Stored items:
_ _ _ _ _ _ _

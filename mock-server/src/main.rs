use tokio::net::TcpListener;
use tracing_subscriber::EnvFilter;

#[tokio::main]
async fn main() -> Result<(), std::io::Error> {
    tracing_subscriber::fmt()
        .with_env_filter(
            EnvFilter::try_from_default_env().unwrap_or_else(|_| EnvFilter::new("mock_server=info")),
        )
        .init();

    let port = std::env::var("PORT").unwrap_or_else(|_| "3000".to_string());
    let addr = format!("127.0.0.1:{port}");
    let listener = TcpListener::bind(&addr).await?;
    tracing::info!(%addr, "listening");
    mock_server::run(listener).await
}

_ _ _ _ _ _ _

Activity: Report each line of the records that holds the word "info".

Task answer:
            EnvFilter::try_from_default_env().unwrap_or_else(|_| EnvFilter::new("mock_server=info")),
    tracing::info!(%addr, "listening");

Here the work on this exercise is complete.